Friday, August 31, 2007

VI. Digging adventures 4

The strength of the signal produced by a metal detector when it senses metal is directly proportional to the surface area presented the coil by the metal object. For example, a coin lying edge-up in soil will produce a weaker, and perhaps unstable, signal as compared to a coin lying flat in soil. The same goes for a brass button; many of them have been missed for that reason. I learned that it is best to DIG when the detector gives any indication of metal, particularly non-ferrous metal, no matter how miniscule or unstable the signal.
By the same token, I also learned to never ignore those big signals by just assuming they’re trash or an old barbed wire fence. Twice in my hobby career (that I recall) I’ve almost walked away from great discoveries when I thought that either my detector was lying to me, or that I’d stumbled across a rusty steel drum buried three or four feet deep.
On one such occurrence, while searching along the riverbank near some early-war Confederate fortifications, I encountered a signal some six feet across. Since you often encounter buried cables, beams, and cast-off metal items from towboats and barges along the riverbank, I came very near to moving on. However, you’re never sure, and just to be sure, I dug. In that hole, which eventually measured some eight feet across, I found 19 Confederate round balls – most were 8” and 9” shells – apparently dumped there some 130 years before. It took two days of digging to get them all out. They were located over a mile from my truck (yes, my ’65 VW, and later my old ’74 Bronco, had been replaced by a pickup truck), so there was no way I could carry one 50 or 60 pound ball that far, much less 19. So I left the balls that day and drove home, scratching my head, trying to figure a good way to move the balls from hole to truck. And I conceived a brilliant plan for relocating 19 cannon balls one-mile distance.
I would use my motorcycle!
It so happened that a railroad track was near my treasure hole, and this same track ran very near where my truck was parked, a mile away. Next afternoon after work I loaded the motorcycle onto the truck, drove to my parking spot, unloaded the bike, road the mile or so to the treasure hole along the crossties between the rails, and loaded a single 8” ball behind the bike’s seat.

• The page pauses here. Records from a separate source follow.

/// The product automaton, accepting the intersection of the languages.
fn product(a: &Nfa, b: &Nfa) -> Nfa {
    let mut out: DiGraph<bool, CharPred> = DiGraph::default();
    let mut index: FxHashMap<(u32, u32), NodeIndex> = FxHashMap::default();
    let mut queue: Vec<(u32, u32)> = Vec::default();

    let start_pair = (a.start(), b.start());
    let start = out.add_node(a.is_final(start_pair.0) && b.is_final(start_pair.1));
    index.insert(start_pair, start);
    queue.push(start_pair);

    while let Some((qa, qb)) = queue.pop() {
        let from = index[&(qa, qb)];
        for (ta, pa) in a.transitions(qa) {
            for (tb, pb) in b.transitions(qb) {
                let pred = pa.inter(&pb);
                if pred.is_empty() {
                    continue;
                }
                let to_pair = (ta, tb);
                let to = match index.get(&to_pair) {
                    Some(ix) => *ix,
                    None => {
                        let ix = out.add_node(a.is_final(ta) && b.is_final(tb));
                        index.insert(to_pair, ix);
                        queue.push(to_pair);
                        ix
                    }
                };
                // Merge parallel edges.
                match out.find_edge(from, to) {
                    Some(e) => {
                        let existing = out[e].clone();
                        out[e] = existing.union(&pred);
                    }
                    None => {
                        out.add_edge(from, to, pred);
                    }
                }
            }
        }
    }

    Nfa::from_graph(out, start)
}

/// Subset construction with predicate mintermization; the result is deterministic and
/// complete.
fn determinize(nfa: &Nfa, re: TermId) -> Result<Nfa, RegexError> {
    let mut out: DiGraph<bool, CharPred> = DiGraph::default();
    let mut index: FxHashMap<Vec<u32>, NodeIndex> = FxHashMap::default();
    let mut queue: Vec<Vec<u32>> = Vec::default();

    let start_set = vec![nfa.start()];
    let start = out.add_node(nfa.is_final(nfa.start()));
    index.insert(start_set.clone(), start);
    queue.push(start_set);

    while let Some(set) = queue.pop() {
        let from = index[&set];

        // Collect the outgoing predicates of the subset.
        let mut arrows: Vec<(u32, CharPred)> = Vec::default();
        for &q in &set {
            arrows.extend(nfa.transitions(q));
        }
        let mut preds: Vec<CharPred> = Vec::default();
        for (_, p) in &arrows {
            if !preds.contains(p) {
                preds.push(p.clone());
            }
        }
        if preds.len() > MAX_MINTERM_PREDS {
            return Err(RegexError::Unsupported(re));
        }

        // Each boolean combination of the predicates is an atomic label.
        for mask in 0..(1_u32 << preds.len()) {
            let mut minterm = CharPred::any();
            for (ix, p) in preds.iter().enumerate() {
                let part = if mask & (1 << ix) != 0 {
                    p.clone()
                } else {
                    p.complement()
                };
                minterm = minterm.inter(&part);
                if minterm.is_empty() {
                    break;
                }
            }
            if minterm.is_empty() {
                continue;
            }

            let mut target: Vec<u32> = Vec::default();
            for (to, p) in &arrows {
                if !p.inter(&minterm).is_empty() && !target.contains(to) {
                    target.push(*to);
                }
            }
            target.sort_unstable();

            let to = match index.get(&target) {
                Some(ix) => *ix,
                None => {
                    if index.len() >= MAX_DFA_STATES {
                        return Err(RegexError::Unsupported(re));
                    }
                    let is_final = target.iter().any(|&q| nfa.is_final(q));
                    let ix = out.add_node(is_final);
                    index.insert(target.clone(), ix);
                    queue.push(target.clone());
                    ix
                }
            };
            match out.find_edge(from, to) {
                Some(e) => {
                    let existing = out[e].clone();
                    out[e] = existing.union(&minterm);
                }
                None => {
                    out.add_edge(from, to, minterm);
                }
            }
        }
    }

    Ok(Nfa::from_graph(out, start))
}

/// Flips the finality of every state of a complete, deterministic automaton.
fn complement(mut dfa: Nfa) -> Nfa {
    for ix in dfa.graph.node_indices() {
        let flipped = !dfa.graph[ix];
        dfa.graph[ix] = flipped;
    }
    Nfa::from_graph(dfa.graph, dfa.start)
}

#[cfg(test)]
mod nfa_tests {
    use super::*;
    use crate::structures::term::TermTable;

    fn word(s: &str) -> Vec<char> {
        s.chars().collect()
    }

    #[test]
    fn pred_algebra() {
        let ab = CharPred::range('a', 'b');
        let bc = CharPred::range('b', 'c');

        let union = ab.union(&bc);
        assert!(union.contains('a') && union.contains('c'));

        let inter = ab.inter(&bc);
        assert!(inter.contains('b'));
        assert!(!inter.contains('a'));

        let comp = ab.complement();
        assert!(!comp.contains('a'));
        assert!(comp.contains('z'));
        assert!(comp.inter(&ab).is_empty());

        assert_eq!(CharPred::range('b', 'a').example(), None);
        assert_eq!(CharPred::single('q').example(), Some('q'));
    }

    #[test]
    fn star_concat_literal() {
        // (ab)*c
        let mut t = TermTable::default();
        let ab = t.re_literal("ab");
        let star = t.re_star(ab);
        let c = t.re_literal("c");
        let re = t.re_concat(star, c);

        let nfa = compile(&t, re).expect("compiles");
        assert!(nfa.accepts(&word("c")));
        assert!(nfa.accepts(&word("abc")));
        assert!(nfa.accepts(&word("ababc")));
        assert!(!nfa.accepts(&word("ac")));
        assert!(!nfa.accepts(&word("ab")));
        assert!(!nfa.accepts(&word("")));
    }

    #[test]
    fn union_and_ranges() {
        // (a|b)*c
        let mut t = TermTable::default();
        let a = t.re_literal("a");
        let b = t.re_literal("b");
        let u = t.re_union(a, b);
        let star = t.re_star(u);
        let c = t.re_literal("c");
        let re = t.re_concat(star, c);

        let nfa = compile(&t, re).expect("compiles");
        assert!(nfa.accepts(&word("ac")));
        assert!(nfa.accepts(&word("babc")));
        assert!(!nfa.accepts(&word("cc")));
    }

    #[test]
    fn intersection_by_product() {
        // a* ∩ (aa)* — words of a's of even length.
        let mut t = TermTable::default();
        let a = t.re_literal("a");
        let astar = t.re_star(a);
        let aa = t.re_literal("aa");
        let aastar = t.re_star(aa);
        let re = t.re_inter(astar, aastar);

        let nfa = compile(&t, re).expect("compiles");
        assert!(nfa.accepts(&word("")));
        assert!(!nfa.accepts(&word("a")));
        assert!(nfa.accepts(&word("aa")));
        assert!(!nfa.accepts(&word("aaa")));
        assert!(nfa.accepts(&word("aaaa")));
    }

    #[test]
    fn complement_by_determinization() {
        // comp(a*) — anything containing a non-a, i.e. not all a's.
        let mut t = TermTable::default();
        let a = t.re_literal("a");
        let astar = t.re_star(a);
        let re = t.re_comp(astar);

        let nfa = compile(&t, re).expect("compiles");
        assert!(!nfa.accepts(&word("")));
        assert!(!nfa.accepts(&word("aaa")));
        assert!(nfa.accepts(&word("ab")));
        assert!(nfa.accepts(&word("b")));
    }

    #[test]
    fn empty_language_detection() {
        // a & b is empty.
        let mut t = TermTable::default();
        let a = t.re_literal("a");
        let b = t.re_literal("b");
        let re = t.re_inter(a, b);
        let nfa = compile(&t, re).expect("compiles");
        assert!(nfa.is_empty_language());
    }

    #[test]
    fn sink_states_are_dead() {
        let mut t = TermTable::default();
        let ab = t.re_literal("ab");
        let nfa = compile(&t, ab).expect("compiles");
        assert!(!nfa.is_empty_language());
        // Every live automaton has a start that can reach a final.
        assert!(nfa.is_live(nfa.start()));
    }

    #[test]
    fn unsupported_kind() {
        let mut t = TermTable::default();
        let x = t.var("x", crate::structures::term::Sort::Seq);
        assert!(matches!(
            compile(&t, x),
            Err(RegexError::Unsupported(_))
        ));
    }
}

But 8” cannon balls are HEAVY, and bouncing them along railroad ties on the back seat of a motorcycle can ruin tires, wheels, even frames. The bike and I made it to the truck okay, but the bike was damaged in the process, and would be a total wreck if I continued. I knew I had to come up with a better way.

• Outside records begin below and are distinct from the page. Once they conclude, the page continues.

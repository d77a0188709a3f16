/*!
Witness construction from a satisfiable state.

Values are composed from the equivalence classes, respecting the solution map: a term
is canonized, constants read off directly, concatenations concretized part-wise, and
the leftover element unknowns picked to honor the character predicates asserted on them
and to avoid every element constant their class was separated from.

A sequence unknown with a pinned length concretizes element-wise through `nth`; with no
length information it concretizes to its length lower bound of default elements (`ε`
when unbounded).
*/

use rustc_hash::FxHashSet;

use crate::{
    context::{ContextState, GenericContext},
    misc::log::targets,
    regexes::nfa::CharPred,
    structures::term::{Sort, TermId, TermKind},
};

impl<R: rand::Rng + std::default::Default> GenericContext<R> {
    /// The witness value of a sequence term, valid in a satisfiable state.
    pub fn seq_value(&mut self, t: TermId) -> Option<String> {
        if self.state != ContextState::Satisfiable {
            return None;
        }
        let mut guard = FxHashSet::default();
        let word = self.concretize_seq(t, &mut guard)?;
        Some(word.into_iter().collect())
    }

    /// The witness value of an integer term, valid in a satisfiable state.
    pub fn int_witness(&mut self, t: TermId) -> Option<i64> {
        if self.state != ContextState::Satisfiable {
            return None;
        }
        if let Some((value, _)) = self.int_value(t) {
            return Some(value);
        }
        if let Some((lo, _)) = self.int_lower(t) {
            return Some(lo);
        }
        Some(0)
    }

    fn concretize_seq(
        &mut self,
        t: TermId,
        guard: &mut FxHashSet<TermId>,
    ) -> Option<Vec<char>> {
        let (n, _) = self.canonize(t);
        if !guard.insert(n) {
            // A cycle through unknowns: default to ε.
            return Some(Vec::default());
        }
        let out = match self.terms.kind(n).clone() {
            TermKind::Empty => Some(Vec::default()),
            TermKind::Const(w) => Some(w.to_vec()),
            TermKind::Unit(e) => Some(vec![self.elem_value(e)]),
            TermKind::Concat(parts) => {
                let mut word = Vec::default();
                for part in parts.iter() {
                    word.extend(self.concretize_seq(*part, guard)?);
                }
                Some(word)
            }
            _ => {
                // An unconstrained unknown: concretize to its known length.
                let len = self.terms.length(n);
                let pinned = self
                    .int_value(len)
                    .or_else(|| self.int_lower(len))
                    .map(|(v, _)| v)
                    .unwrap_or(0);
                let mut word = Vec::default();
                for at in 0..pinned.max(0) {
                    let nth = self.terms.nth_i(n, at);
                    word.push(self.elem_value(nth));
                }
                Some(word)
            }
        };
        guard.remove(&n);
        log::trace!(
            target: targets::MODEL,
            "Value of {} has length {}",
            self.terms.display(n),
            out.as_ref().map(|w| w.len()).unwrap_or(0),
        );
        out
    }

    /// The witness value of an element term.
    pub fn elem_value(&mut self, e: TermId) -> char {
        let (n, _) = self.canonize(e);
        if let Some(c) = self.terms.as_char(n) {
            return c;
        }

        // A constant merged into the class decides the value.
        let count = self.terms.count() as TermId;
        for candidate in 0..count {
            if let TermKind::Char(c) = self.terms.kind(candidate) {
                let c = *c;
                if self.egraph.are_eq(n, candidate) {
                    return c;
                }
            }
        }

        // Otherwise honor the asserted character predicates and separations.
        let mut allowed = CharPred::any();
        let mut banned: Vec<char> = Vec::default();
        let trail = self.sat.trail().to_vec();
        for lit in trail {
            let term = self.sat.term_of(lit.atom());
            match self.terms.kind(term).clone() {
                TermKind::CharIn(elem, pred_id) => {
                    let (elem, _) = self.canonize(elem);
                    if elem != n && !self.egraph.are_eq(elem, n) {
                        continue;
                    }
                    let pred = self.regexes.pred(pred_id).clone();
                    let pred = if lit.polarity() { pred } else { pred.complement() };
                    allowed = allowed.inter(&pred);
                }
                TermKind::Eq(a, b) if self.terms.sort(a) == Sort::Elem => {
                    if lit.polarity() {
                        continue;
                    }
                    let (ca, _) = self.canonize(a);
                    let (cb, _) = self.canonize(b);
                    let other = if ca == n || self.egraph.are_eq(ca, n) {
                        cb
                    } else if cb == n || self.egraph.are_eq(cb, n) {
                        ca
                    } else {
                        continue;
                    };
                    if let Some(c) = self.terms.as_char(other) {
                        banned.push(c);
                    } else if self.egraph.root(other) < self.egraph.root(n) {
                        // Separated classes concretize in root order: the later class
                        // avoids the value the earlier one settled on.
                        let c = self.elem_value(other);
                        banned.push(c);
                    }
                }
                _ => {}
            }
        }

        allowed.pick(&banned).unwrap_or('a')
    }
}
/*!
Extensionality probes over the tracked sequence variables.

For every pair of sequence variables in different equivalence classes whose canonical
forms the rewriter cannot tell apart, an equality atom is proposed to the kernel with a
positive phase — the kernel splits, and if the equality is refutable the refutation
arrives as an ordinary conflict on the atom's branch.
A pair the rewriter *can* tell apart is recorded in the exclusion table, cutting the
probe on every later round.
*/

use crate::{
    context::GenericContext,
    misc::log::targets,
    rewriter::NeReduction,
    structures::term::{Sort, TermKind},
    types::err::ErrorKind,
};

const TAG_EXT: u16 = 65;

impl<R: rand::Rng + std::default::Default> GenericContext<R> {
    /// Proposes one extensionality split, or records exclusions; true if one was
    /// proposed.
    pub fn check_extensionality(&mut self) -> Result<bool, ErrorKind> {
        let tracked = self.tracked_seqs.clone();
        let vars = tracked
            .into_iter()
            .filter(|t| matches!(self.terms.kind(*t), TermKind::Var { sort: Sort::Seq, .. }))
            .collect::<Vec<_>>();

        for (ix, &a) in vars.iter().enumerate() {
            for &b in &vars[ix + 1..] {
                if self.egraph.are_eq(a, b) {
                    continue;
                }
                if self.exclusions.contains(a, b) {
                    continue;
                }
                let (ca, _) = self.canonize(a);
                let (cb, _) = self.canonize(b);
                if ca == cb {
                    continue;
                }
                match crate::procedures::eqs::reduce_diseq(self, ca, cb) {
                    NeReduction::Distinct => {
                        // The rewriter refutes the pair: cut future probes.
                        self.exclusions.insert(a, b);
                        continue;
                    }
                    NeReduction::Equal => continue,
                    NeReduction::Split(_) | NeReduction::Opaque => {}
                }
                if !self.mark_emitted((TAG_EXT, a, b, 0)) {
                    continue;
                }
                // Propose the equality; the kernel splits, preferring equal.
                log::debug!(
                    target: targets::CASCADE,
                    "Extensionality probe {} = {}",
                    self.terms.display(a),
                    self.terms.display(b),
                );
                let eq = self.terms.eq(a, b);
                let atom = self.sat.atom_of(eq);
                self.sat.set_phase(atom, true);
                self.counters.extensionality += 1;
                return Ok(true);
            }
        }
        Ok(false)
    }
}
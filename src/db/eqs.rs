/*!
The equation store: pending sequence equations, disequations, and negative containment
constraints.

All three containers are append-only within a scope and truncate to their stamps on a
pop.
Entries are not removed when resolved: the cascade re-examines every entry each round,
and an entry whose sides have become identical under the current solution map reduces
to nothing at negligible cost.
This keeps the trail for these containers trivial — restoration is truncation — while
the solution map's trail carries the state that actually changes under backtracking.

Equation ids are fresh and monotone, giving the cascade a stable processing order.
*/

use crate::{
    db::dependency::DepId,
    structures::{literal::Literal, term::TermId},
};

/// A structured equation: the concatenations of the two part-lists are equal under the
/// dependency.
#[derive(Clone, Debug)]
pub struct Equation {
    /// A fresh, monotone id for ordering.
    pub id: u32,

    /// Parts of the left side, in concatenation order.
    pub lhs: Vec<TermId>,

    /// Parts of the right side, in concatenation order.
    pub rhs: Vec<TermId>,

    /// The assumptions under which the equation holds.
    pub dep: DepId,
}

/// A disequation between two terms, from a negatively assigned equality atom.
#[derive(Clone, Debug)]
pub struct Disequation {
    /// The left term.
    pub lhs: TermId,

    /// The right term.
    pub rhs: TermId,

    /// The (negative) equality literal the disequation stems from.
    pub lit: Literal,

    /// The assumptions under which the disequation holds.
    pub dep: DepId,
}

/// A negative containment constraint, carrying the guard literal whose truth value
/// controls unfolding.
#[derive(Clone, Debug)]
pub struct NotContains {
    /// The sequence searched in.
    pub hay: TermId,

    /// The sequence searched for.
    pub needle: TermId,

    /// A literal asserting `|needle| > |hay|`; when true the constraint holds outright.
    pub len_gt: Literal,

    /// The (negative) containment literal.
    pub lit: Literal,

    /// The assumptions under which the constraint holds.
    pub dep: DepId,
}

/// Stamps for the three containers, taken together on a push.
#[derive(Clone, Copy, Debug, Default)]
pub struct EqStoreMark {
    eqs: usize,
    diseqs: usize,
    ncs: usize,
}

/// The store of pending equations, disequations, and negative containments.
#[derive(Default)]
pub struct EqStore {
    eqs: Vec<Equation>,
    diseqs: Vec<Disequation>,
    ncs: Vec<NotContains>,
    next_eq_id: u32,
}

impl EqStore {
    /// Pushes an equation between two part-lists.
    pub fn push_eq(&mut self, lhs: Vec<TermId>, rhs: Vec<TermId>, dep: DepId) {
        let id = self.next_eq_id;
        self.next_eq_id += 1;
        self.eqs.push(Equation { id, lhs, rhs, dep });
    }

    /// Pushes a disequation.
    pub fn push_diseq(&mut self, lhs: TermId, rhs: TermId, lit: Literal, dep: DepId) {
        self.diseqs.push(Disequation { lhs, rhs, lit, dep });
    }

    /// Pushes a negative containment constraint.
    pub fn push_nc(&mut self, nc: NotContains) {
        self.ncs.push(nc);
    }

    /// The pending equations.
    pub fn equations(&self) -> &[Equation] {
        &self.eqs
    }

    /// The pending disequations.
    pub fn disequations(&self) -> &[Disequation] {
        &self.diseqs
    }

    /// The pending negative containments.
    pub fn not_contains(&self) -> &[NotContains] {
        &self.ncs
    }

    /// A stamp over all three containers.
    pub fn mark(&self) -> EqStoreMark {
        EqStoreMark {
            eqs: self.eqs.len(),
            diseqs: self.diseqs.len(),
            ncs: self.ncs.len(),
        }
    }

    /// Truncates all three containers to the stamp.
    pub fn undo_to(&mut self, mark: EqStoreMark) {
        self.eqs.truncate(mark.eqs);
        self.diseqs.truncate(mark.diseqs);
        self.ncs.truncate(mark.ncs);
    }

    /// Clears the store to its initial state, retaining the id counter.
    pub fn clear(&mut self) {
        self.eqs.clear();
        self.diseqs.clear();
        self.ncs.clear();
    }
}

#[cfg(test)]
mod eqs_tests {
    use super::*;
    use crate::db::dependency::DepForest;

    #[test]
    fn equation_ids_are_monotone() {
        let mut store = EqStore::default();
        store.push_eq(vec![1], vec![2], DepForest::NONE);
        store.push_eq(vec![3], vec![4], DepForest::NONE);
        let ids = store.equations().iter().map(|e| e.id).collect::<Vec<_>>();
        assert!(ids[0] < ids[1]);
    }

    #[test]
    fn marks_roundtrip() {
        let mut store = EqStore::default();
        store.push_eq(vec![1], vec![2], DepForest::NONE);
        let mark = store.mark();
        store.push_eq(vec![3], vec![4], DepForest::NONE);
        store.push_diseq(5, 6, Literal::new(1, false), DepForest::NONE);
        store.undo_to(mark);
        assert_eq!(store.equations().len(), 1);
        assert!(store.disequations().is_empty());
    }
}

Of course, I’d thought of using a wheelbarrow, but had already discarded the idea because of the obstacles presented by irregular crossties and loose slag. But another thought occurred to me. The rails were nice and smooth… if only I could place the wheel of the wheelbarrow on a rail without its sliding off…
And that’s how I did it. In my shop I fabricated two thin semi-circular steel plates, each about twelve inches in diameter, each with a hole in its center. By fastening the plates on either side of the wheelbarrow wheel, I ensured the wheel would remain on the rail.
Back at the treasure hole I loaded the balls one at a time into the wheelbarrow and easily walked them back to my truck atop a shiny steel rail.
Now, you’re wondering about trains, right? Sure enough, on one trip back I heard a big diesel engine, the sound coming from around a long curve ahead of me. In my haste to remove the loaded wheelbarrow and myself from the rail, the 8” ball fell between the tracks. I watched anxiously from behind a tree as the locomotive approached. Fortunately, the engineer must never have seen it, for the train never slowed, passing right over the old Confederate ordinance. I recovered the ball and continued on my way, eventually unloading all 19 balls in my back yard.
The second large signal I’m happy I decided not to ignore occurred while a friend and I were hunting the fields at the scene of the Battle of Big Black River, east of Vicksburg. The detector whined over an area some ten feet across – not a solid signal, but a series of long, deep, signals that had no sharp ends – meaning (most likely) either heavy, symmetrical iron, or non-ferrous metal. We had dug a number of plow points during the day, so I considered that these were more. But – when you’re not sure, as I said, DIG!
After we had pulled over 6,000 Confederate Minie balls (primarily “Georgia” Minies with teat bases and Enfields with “L2” bases) and musket balls from that one hole, I was glad we had. Apparently, captured Confederates had been disarmed in the area; we also found musket locks and butt plates along with the bullets.

Yes, that's a cold beer in my hand in the photo.